AP Photo/Chris O'Meara

Starting pitchers among Major League Baseball's free agents continue to come off the board quickly: Stephen Strasburg followed by Gerrit Cole followed by Madison Bumgarner, Wade Miley, Julio Teheran and Gio Gonzalez, all faring better than anybody might have expected last winter. With the preferred pitching pendulum in MLB seemingly swinging back from relievers to starting pitchers again, there is a desperate need for rotation help in the industry.

The Minnesota Twins are looking for help, as are the Chicago White Sox (although they did add Dallas Keuchel), the Toronto Blue Jays, the Los Angeles Dodgers and others. With the free-agent cupboard mostly cleaned out, clubs are increasingly digging into trade possibilities, which is why the name of the Cleveland Indians' Mike Clevinger has popped up, and why executives have speculated that the Pittsburgh Pirates will try to fix Chris Archer before dangling him in June or July, or sooner.

Because of the rotation starvation, the Yankees will be able to make a decent deal to move the contract of J.A. Happ, and the Boston Red Sox might be able to construct some trades of David Price and/or Nathan Eovaldi, to shed at least some financial obligation. Other teams believe the Seattle Mariners, in the midst of a rebuild, would flip Marco Gonzales and Yusei Kikuchi for the right offers.

The Pirates' Joe Musgrove turned 27 earlier this month, and is coming off a season in which he generated a 4.44 ERA and 1.6 WAR. But he's arbitration-eligible for the first time this winter, with a projected salary of just $3.4 million that makes him close to untouchable. I asked an official who needs a starter if he might see a path to landing Musgrove, and he scoffed. "I seriously doubt [the Pirates] would talk about him," he said. "They may say they'd talk about him, but they're not going to trade him."

Tanner Roark got $24 million over two years. Cole Hamels cost $18 million for one season. Cole will make $1 million for every six innings or so. In that context, Musgrove is a deeply coveted asset.

So remember the name of one pitcher, in particular, who is bound to become one of the most targeted assets in the year ahead: the Tampa Bay Rays' Charlie Morton. In 2020, he will pitch for $15 million, in the second year of what could turn out to be a three-year deal, if he spends less than a month on the injured list.

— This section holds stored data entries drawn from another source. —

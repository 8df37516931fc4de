mod common;

use actix_web::{http::header, test};
use bson::oid::ObjectId;
use serde_json::json;
use serial_test::serial;

use common::{create_app, get_test_email, get_test_user_id};
use trailaz_api::routes::account::auth::generate_token;

fn set_test_secret() {
    std::env::set_var("JWT_SECRET", "trailaz_test_secret");
}

#[actix_rt::test]
#[serial]
async fn test_get_session_without_auth() {
    let app = test::init_service(create_app()).await;

    let req = test::TestRequest::get().uri("/auth/session").to_request();
    let status = match test::try_call_service(&app, req).await {
        Ok(resp) => resp.status(),
        Err(err) => err.as_response_error().status_code(),
    };
    assert_eq!(status, 401);
}

#[actix_rt::test]
#[serial]
async fn test_get_profile_without_auth() {
    let app = test::init_service(create_app()).await;

    let req = test::TestRequest::get()
        .uri(&format!("/account/{}/profile", get_test_user_id()))
        .to_request();

    let status = match test::try_call_service(&app, req).await {
        Ok(resp) => resp.status(),
        Err(err) => err.as_response_error().status_code(),
    };
    assert_eq!(status, 401);
}

#[actix_rt::test]
#[serial]
async fn test_get_trips_without_auth() {
    let app = test::init_service(create_app()).await;

    let req = test::TestRequest::get()
        .uri(&format!("/account/{}/trips", get_test_user_id()))
        .to_request();

    let status = match test::try_call_service(&app, req).await {
        Ok(resp) => resp.status(),
        Err(err) => err.as_response_error().status_code(),
    };
    assert_eq!(status, 401);
}

#[actix_rt::test]
#[serial]
async fn test_add_trip_without_auth() {
    let app = test::init_service(create_app()).await;

    let req = test::TestRequest::post()
        .uri(&format!("/account/{}/trips", get_test_user_id()))
        .set_json(&json!({
            "title": "Weekend at Shahdag",
            "duration_days": 3,
            "addons": ["guide"]
        }))
        .to_request();

    let status = match test::try_call_service(&app, req).await {
        Ok(resp) => resp.status(),
        Err(err) => err.as_response_error().status_code(),
    };
    assert_eq!(status, 401);
}

#[actix_rt::test]
#[serial]
async fn test_update_trip_status_without_auth() {
    let app = test::init_service(create_app()).await;

    let req = test::TestRequest::put()
        .uri(&format!(
            "/account/{}/trips/64f000000000000000000002/status",
            get_test_user_id()
        ))
        .set_json(&json!({ "status": "Completed" }))
        .to_request();

    let status = match test::try_call_service(&app, req).await {
        Ok(resp) => resp.status(),
        Err(err) => err.as_response_error().status_code(),
    };
    assert_eq!(status, 401);
}

#[actix_rt::test]
#[serial]
async fn test_malformed_bearer_token_is_rejected() {
    set_test_secret();
    let app = test::init_service(create_app()).await;

    let req = test::TestRequest::get()
        .uri(&format!("/account/{}/trips", get_test_user_id()))
        .insert_header((header::AUTHORIZATION, "Bearer not.a.token"))
        .to_request();

    let status = match test::try_call_service(&app, req).await {
        Ok(resp) => resp.status(),
        Err(err) => err.as_response_error().status_code(),
    };
    assert_eq!(status, 401);
}

#[actix_rt::test]
#[serial]
async fn test_valid_token_passes_middleware() {
    set_test_secret();
    let app = test::init_service(create_app()).await;

    let user_id = ObjectId::parse_str(get_test_user_id()).unwrap();
    let token = generate_token(&get_test_email(), user_id).unwrap();

    let req = test::TestRequest::get()
        .uri(&format!("/account/{}/trips", get_test_user_id()))
        .insert_header((header::AUTHORIZATION, format!("Bearer {}", token)))
        .to_request();

    let resp = test::call_service(&app, req).await;
    assert!(resp.status().is_success());
}

#[actix_rt::test]
#[serial]
async fn test_token_signed_with_other_secret_is_rejected() {
    set_test_secret();
    let user_id = ObjectId::parse_str(get_test_user_id()).unwrap();
    let token = generate_token(&get_test_email(), user_id).unwrap();

    // Middleware now validates against a different secret.
    std::env::set_var("JWT_SECRET", "some_other_secret");
    let app = test::init_service(create_app()).await;

    let req = test::TestRequest::get()
        .uri(&format!("/account/{}/trips", get_test_user_id()))
        .insert_header((header::AUTHORIZATION, format!("Bearer {}", token)))
        .to_request();

    let status = match test::try_call_service(&app, req).await {
        Ok(resp) => resp.status(),
        Err(err) => err.as_response_error().status_code(),
    };
    assert_eq!(status, 401);
}
use actix_cors::Cors;
use actix_web::body::MessageBody;
use actix_web::{middleware::Logger, web, App, HttpResponse, Responder};

use trailaz_api::middleware::auth::AuthMiddleware;
use trailaz_api::routes;

/// Test app with the real DB-free handlers (planner, chat request shape) and
/// mock handlers standing in for the MongoDB-backed routes, so the suite runs
/// without a live database.
pub fn create_app() -> App<
    impl actix_web::dev::ServiceFactory<
        actix_web::dev::ServiceRequest,
        Config = (),
        Response = actix_web::dev::ServiceResponse<impl MessageBody>,
        Error = actix_web::Error,
        InitError = (),
    >,
> {
    App::new()
        .wrap(
            Cors::default()
                .allow_any_origin()
                .allow_any_method()
                .allow_any_header()
                .max_age(3600),
        )
        .wrap(Logger::default())
        .route("/", web::get().to(|| async { "TrailAZ API is running" }))
        .route("/health", web::get().to(health_check))
        .route("/mountains", web::get().to(get_mountains))
        .route("/mountains/{id}", web::get().to(get_mountain_by_id))
        .service(
            web::scope("/planner")
                .route("/packages", web::get().to(routes::planner::get_packages))
                .route(
                    "/itinerary",
                    web::post().to(routes::planner::generate_itinerary),
                ),
        )
        .service(
            web::scope("/auth")
                .route("/signin", web::post().to(signin))
                .route("/signup", web::post().to(signup))
                .route("/session", web::get().to(unauthorized_handler)),
        )
        .service(
            web::scope("/account/{user_id}")
                .wrap(AuthMiddleware)
                .route("/profile", web::get().to(protected_ok))
                .route("/profile", web::put().to(protected_ok))
                .route("/trips", web::get().to(protected_ok))
                .route("/trips", web::post().to(protected_ok))
                .route("/trips/{trip_id}", web::get().to(protected_ok))
                .route("/trips/{trip_id}/status", web::put().to(protected_ok)),
        )
}

// Mock handler functions for testing
async fn health_check() -> impl Responder {
    HttpResponse::Ok().json(serde_json::json!({"status": "OK"}))
}

async fn get_mountains() -> impl Responder {
    HttpResponse::Ok().json(serde_json::json!([]))
}

async fn get_mountain_by_id() -> impl Responder {
    HttpResponse::NotFound().json(serde_json::json!({"error": "Mountain not found"}))
}

async fn signin() -> impl Responder {
    HttpResponse::Unauthorized().json(serde_json::json!({"error": "Invalid credentials"}))
}

async fn signup() -> impl Responder {
    HttpResponse::BadRequest().json(serde_json::json!({"error": "Invalid input"}))
}

async fn unauthorized_handler() -> impl Responder {
    HttpResponse::Unauthorized().json(serde_json::json!({"error": "Unauthorized"}))
}

async fn protected_ok() -> impl Responder {
    HttpResponse::Ok().json(serde_json::json!({"status": "ok"}))
}

pub fn get_test_user_id() -> String {
    "64f000000000000000000001".to_string()
}

pub fn get_test_email() -> String {
    "test@example.com".to_string()
}
use mongodb::bson::oid::ObjectId;
use serde::{Deserialize, Serialize};

/// Fallback image used when a catalog row carries none.
pub const PLACEHOLDER_IMAGE: &str =
    "https://images.unsplash.com/photo-1504280317859-9da4284e948f?auto=format&fit=crop&w=1200&q=80";

#[derive(Debug, Deserialize, Serialize, Clone, Copy, PartialEq, Eq)]
pub enum Difficulty {
    Easy,
    Moderate,
    Difficult,
    Expert,
}

impl Difficulty {
    pub fn as_str(&self) -> &'static str {
        match self {
            Difficulty::Easy => "Easy",
            Difficulty::Moderate => "Moderate",
            Difficulty::Difficult => "Difficult",
            Difficulty::Expert => "Expert",
        }
    }
}

/// Array-ish column that arrives either as a real list or as a
/// comma-separated string, depending on how the row was seeded.
#[derive(Debug, Deserialize, Serialize, Clone)]
#[serde(untagged)]
pub enum StringListField {
    List(Vec<String>),
    Joined(String),
}

impl StringListField {
    pub fn normalize(value: Option<Self>) -> Vec<String> {
        match value {
            None => Vec::new(),
            Some(StringListField::List(items)) => {
                items.into_iter().filter(|s| !s.is_empty()).collect()
            }
            Some(StringListField::Joined(joined)) => joined
                .split(',')
                .map(|part| part.trim().to_string())
                .filter(|s| !s.is_empty())
                .collect(),
        }
    }
}

/// Elevation column: seeded rows mix numbers ("4243") and strings ("4,243m").
#[derive(Debug, Deserialize, Serialize, Clone)]
#[serde(untagged)]
pub enum ElevationField {
    Number(f64),
    Text(String),
}

impl ElevationField {
    pub fn format(value: Option<Self>) -> Option<String> {
        match value {
            None => None,
            Some(ElevationField::Number(n)) => Some(format!("{}m", n)),
            Some(ElevationField::Text(s)) => {
                let trimmed = s.trim();
                if trimmed.is_empty() {
                    None
                } else if trimmed.ends_with('m') {
                    Some(trimmed.to_string())
                } else {
                    Some(format!("{}m", trimmed))
                }
            }
        }
    }
}

/// Raw catalog row as stored in the `Mountains` collection. Everything except
/// the catalog id is optional; `Mountain::from_row` applies the defaults.
#[derive(Debug, Deserialize, Serialize, Clone)]
pub struct MountainRow {
    #[serde(rename = "_id", skip_serializing_if = "Option::is_none")]
    pub object_id: Option<ObjectId>,
    pub id: i64,
    pub name: Option<String>,
    pub description: Option<String>,
    pub region: Option<String>,
    pub difficulty: Option<Difficulty>,
    pub season: Option<StringListField>,
    pub activity: Option<String>,
    pub elevation: Option<ElevationField>,
    pub image: Option<String>,
    pub activities: Option<StringListField>,
    pub tips: Option<String>,
    pub facts: Option<String>,
    #[serde(alias = "bestTime")]
    pub best_time: Option<String>,
    #[serde(alias = "whatToBring")]
    pub what_to_bring: Option<StringListField>,
}

/// A destination in the TrailAZ catalog. Read-only from the app's point of
/// view; rows are seeded externally.
#[derive(Debug, Deserialize, Serialize, Clone, PartialEq)]
pub struct Mountain {
    pub id: i64,
    pub name: String,
    pub description: String,
    pub region: String,
    pub difficulty: Difficulty,
    pub season: Vec<String>,
    pub activity: String,
    #[serde(skip_serializing_if = "Option::is_none")]
    pub elevation: Option<String>,
    pub image: String,
    pub activities: Vec<String>,
    #[serde(skip_serializing_if = "Option::is_none")]
    pub tips: Option<String>,
    #[serde(skip_serializing_if = "Option::is_none")]
    pub facts: Option<String>,
    #[serde(skip_serializing_if = "Option::is_none")]
    pub best_time: Option<String>,
    pub what_to_bring: Vec<String>,
}

impl Mountain {
    pub fn from_row(row: MountainRow) -> Self {
        Mountain {
            id: row.id,
            name: row.name.unwrap_or_default(),
            description: row.description.unwrap_or_default(),
            region: row.region.unwrap_or_default(),
            difficulty: row.difficulty.unwrap_or(Difficulty::Moderate),
            season: StringListField::normalize(row.season),
            activity: row.activity.unwrap_or_else(|| "Hiking".to_string()),
            elevation: ElevationField::format(row.elevation),
            image: row.image.unwrap_or_else(|| PLACEHOLDER_IMAGE.to_string()),
            activities: StringListField::normalize(row.activities),
            tips: row.tips,
            facts: row.facts,
            best_time: row.best_time,
            what_to_bring: StringListField::normalize(row.what_to_bring),
        }
    }
}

Morton is 36, and before he signed with Tampa Bay last winter, teams were wary of a breakdown -- but then he had a spectacular season in 2019, posting a 3.05 ERA for Tampa Bay, with a career-high 240 strikeouts and just 57 walks in 194⅔ innings. He finished third behind his former teammates, Justin Verlander and Cole, in the voting for the AL Cy Young Award. He beat Oakland in the AL wild-card game, throwing five shutout innings, augmenting what was already an accomplished postseason track record.

When healthy, Morton will check every box for contending teams. He has been a staff leader. He has worked in big games, big moments, including the last pitches of the 2017 World Series. He has pitched in both leagues, and in the AL East. He keeps the ball in the park: Of all starters in the majors in 2019, he allowed the fewest home runs per nine innings.

His contract for the season ahead is affordable, and if he continues to take the ball and his deal vests for 2021, the one-year obligation will only add to his perceived value. If the Rays were to do the arbitrage thing, as one evaluator described it, then it would make sense for the small-budget franchise to flip Morton right now, in the way it did Tommy Pham, because the potential return nearing the end of his career could be excellent.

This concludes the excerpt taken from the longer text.